This sidebar evolved into the dashboard’s structural core especially important while our mobile app was still in development.
Why it mattered:
At that point in our product lifecycle, the dashboard wasn’t just a utility it was the main product interface. The original sidebar was static and shallow. By making it role-aware and scalable, we gave users a sense of control and place.
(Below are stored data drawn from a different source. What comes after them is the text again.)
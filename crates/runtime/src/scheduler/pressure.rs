use std::sync::atomic::{AtomicU64, Ordering};

use parking_lot::Mutex;
use serde::Serialize;
use sluice_common::config::ThrottleThresholds;
use sluice_common::models::Priority;
use sysinfo::System;

// Weights in percent; they sum to 100.
const CPU_WEIGHT: f64 = 40.0;
const MEMORY_WEIGHT: f64 = 30.0;
const QUEUE_WEIGHT: f64 = 15.0;
const CONNECTION_WEIGHT: f64 = 15.0;

/// Host utilization, both in percent.
#[derive(Debug, Clone, Copy, Default, PartialEq, Serialize)]
pub struct SystemSample {
    pub cpu_percent: f64,
    pub memory_percent: f64,
}

pub trait SystemProbe: Send + Sync {
    fn sample(&self) -> SystemSample;
}

/// Reads host CPU and memory through `sysinfo`.
pub struct SysinfoProbe {
    system: Mutex<System>,
}

impl SysinfoProbe {
    pub fn new() -> Self {
        let mut system = System::new();
        system.refresh_cpu_usage();
        system.refresh_memory();
        Self {
            system: Mutex::new(system),
        }
    }
}

impl Default for SysinfoProbe {
    fn default() -> Self {
        Self::new()
    }
}

impl SystemProbe for SysinfoProbe {
    fn sample(&self) -> SystemSample {
        let mut system = self.system.lock();
        system.refresh_cpu_usage();
        system.refresh_memory();
        let total = system.total_memory();
        let memory_percent = if total == 0 {
            0.0
        } else {
            system.used_memory() as f64 / total as f64 * 100.0
        };
        SystemSample {
            cpu_percent: system.global_cpu_usage() as f64,
            memory_percent,
        }
    }
}

/// Fixed readings that tests can move.
#[derive(Default)]
pub struct StaticProbe {
    cpu: AtomicU64,
    memory: AtomicU64,
}

impl StaticProbe {
    pub fn new(cpu_percent: f64, memory_percent: f64) -> Self {
        let probe = Self::default();
        probe.set(cpu_percent, memory_percent);
        probe
    }

    pub fn set(&self, cpu_percent: f64, memory_percent: f64) {
        self.cpu.store(cpu_percent.to_bits(), Ordering::Relaxed);
        self.memory.store(memory_percent.to_bits(), Ordering::Relaxed);
    }
}

impl SystemProbe for StaticProbe {
    fn sample(&self) -> SystemSample {
        SystemSample {
            cpu_percent: f64::from_bits(self.cpu.load(Ordering::Relaxed)),
            memory_percent: f64::from_bits(self.memory.load(Ordering::Relaxed)),
        }
    }
}

/// Inputs of one pressure computation. Ratios are 0.0 - 1.0.
#[derive(Debug, Clone, Copy, Default)]
pub(crate) struct LoadReading {
    pub system: SystemSample,
    pub queue_ratio: f64,
    pub connection_ratio: f64,
}

/// 0 - 100 pressure score. Rises at once, falls by at most `relax_step`
/// per sample.
pub(crate) struct PressureGauge {
    score: Mutex<f64>,
    relax_step: f64,
    thresholds: ThrottleThresholds,
    last_sample: Mutex<SystemSample>,
}

impl PressureGauge {
    pub(crate) fn new(relax_step: f64, thresholds: ThrottleThresholds) -> Self {
        Self {
            score: Mutex::new(0.0),
            relax_step: relax_step.max(0.0),
            thresholds,
            last_sample: Mutex::new(SystemSample::default()),
        }
    }

    pub(crate) fn update(&self, reading: LoadReading) -> f64 {
        let weighted = CPU_WEIGHT * reading.system.cpu_percent.clamp(0.0, 100.0)
            + MEMORY_WEIGHT * reading.system.memory_percent.clamp(0.0, 100.0)
            + QUEUE_WEIGHT * reading.queue_ratio.clamp(0.0, 1.0) * 100.0
            + CONNECTION_WEIGHT * reading.connection_ratio.clamp(0.0, 1.0) * 100.0;
        let raw = (weighted / 100.0).clamp(0.0, 100.0);

        *self.last_sample.lock() = reading.system;
        let mut score = self.score.lock();
        *score = if raw >= *score {
            raw
        } else {
            raw.max(*score - self.relax_step)
        };
        *score
    }

    pub(crate) fn score(&self) -> f64 {
        *self.score.lock()
    }

    pub(crate) fn last_sample(&self) -> SystemSample {
        *self.last_sample.lock()
    }

    fn threshold(&self, priority: Priority) -> Option<f64> {
        match priority {
            Priority::Critical => None,
            Priority::High => Some(self.thresholds.high),
            Priority::Normal => Some(self.thresholds.normal),
            Priority::Low => Some(self.thresholds.low),
            Priority::Background => Some(self.thresholds.background),
        }
    }

    /// Critical work is never held back.
    pub(crate) fn allows(&self, priority: Priority) -> bool {
        match self.threshold(priority) {
            None => true,
            Some(limit) => self.score() < limit,
        }
    }

    pub(crate) fn throttled(&self) -> Vec<Priority> {
        Priority::ALL
            .into_iter()
            .filter(|p| !self.allows(*p))
            .collect()
    }
}

#[cfg(test)]
mod tests {
    use super::*;

    fn reading(cpu: f64, memory: f64) -> LoadReading {
        LoadReading {
            system: SystemSample {
                cpu_percent: cpu,
                memory_percent: memory,
            },
            queue_ratio: 0.0,
            connection_ratio: 0.0,
        }
    }

    #[test]
    fn test_score_rises_immediately_and_relaxes_gradually() {
        let gauge = PressureGauge::new(5.0, ThrottleThresholds::default());
        assert_eq!(gauge.update(reading(100.0, 100.0)), 70.0);
        assert_eq!(gauge.update(reading(0.0, 0.0)), 65.0);
        assert_eq!(gauge.update(reading(0.0, 0.0)), 60.0);
        assert_eq!(gauge.update(reading(100.0, 100.0)), 70.0);
    }

    #[test]
    fn test_thresholds_by_priority() {
        let gauge = PressureGauge::new(5.0, ThrottleThresholds::default());
        gauge.update(LoadReading {
            system: SystemSample {
                cpu_percent: 100.0,
                memory_percent: 100.0,
            },
            queue_ratio: 1.0,
            connection_ratio: 1.0,
        });
        assert_eq!(gauge.score(), 100.0);
        assert!(gauge.allows(Priority::Critical));
        assert!(!gauge.allows(Priority::High));
        assert_eq!(gauge.throttled().len(), 4);

        let calm = PressureGauge::new(5.0, ThrottleThresholds::default());
        calm.update(reading(100.0, 100.0));
        assert!(calm.allows(Priority::Normal));
        assert!(!calm.allows(Priority::Low));
        assert!(!calm.allows(Priority::Background));
    }

    #[test]
    fn test_static_probe() {
        let probe = StaticProbe::new(12.5, 40.0);
        assert_eq!(probe.sample().cpu_percent, 12.5);
        probe.set(90.0, 10.0);
        assert_eq!(probe.sample().memory_percent, 10.0);
    }
}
It also enabled the dashboard to grow gracefully as the platform expanded.
I mapped quotes, user needs, and business goals to identify clear opportunities and constraints fast, low-cost, and actionable.
Early layout sketches helped test content hierarchy, sidebar structure, and card groupings before diving into visual polish.


Modular, role-aware dashboard that surfaces key actions and metrics optimized for clarity, usability, and scale.






Built flexible components and content modules that adapt to screen size and role supported by an evolving design system.
Designing with the device in mind
Why it mattered:
For admins managing biometric systems in high-stakes environments, the dashboard had to inspire confidence. It had to show that things were working or make it easy to understand when they weren’t. Designing with the device in mind helped us build that trust, visually and functionally.
Keyo isn’t just software it’s a biometric identity system that people interact with physically, every day. Our palm scanner sits in hospitals, offices, gyms environments where trust, reliability, and clarity aren’t just nice-to-haves they’re essential.
But while the hardware looked sleek and high-end, the dashboard didn’t reflect that same level of confidence.
I wanted to bridge that gap between what users touch and what they see.
So I designed the dashboard to match the language of the device:
Surfaced real-time device data (scan volume, success rates, payment metrics)
Made onboarding status visible at a glance
Used calm, structured layouts with thoughtful white space and neutral tones
The result was a more unified product experience one where the software felt as polished, intuitive, and trustworthy as the hardware it supported.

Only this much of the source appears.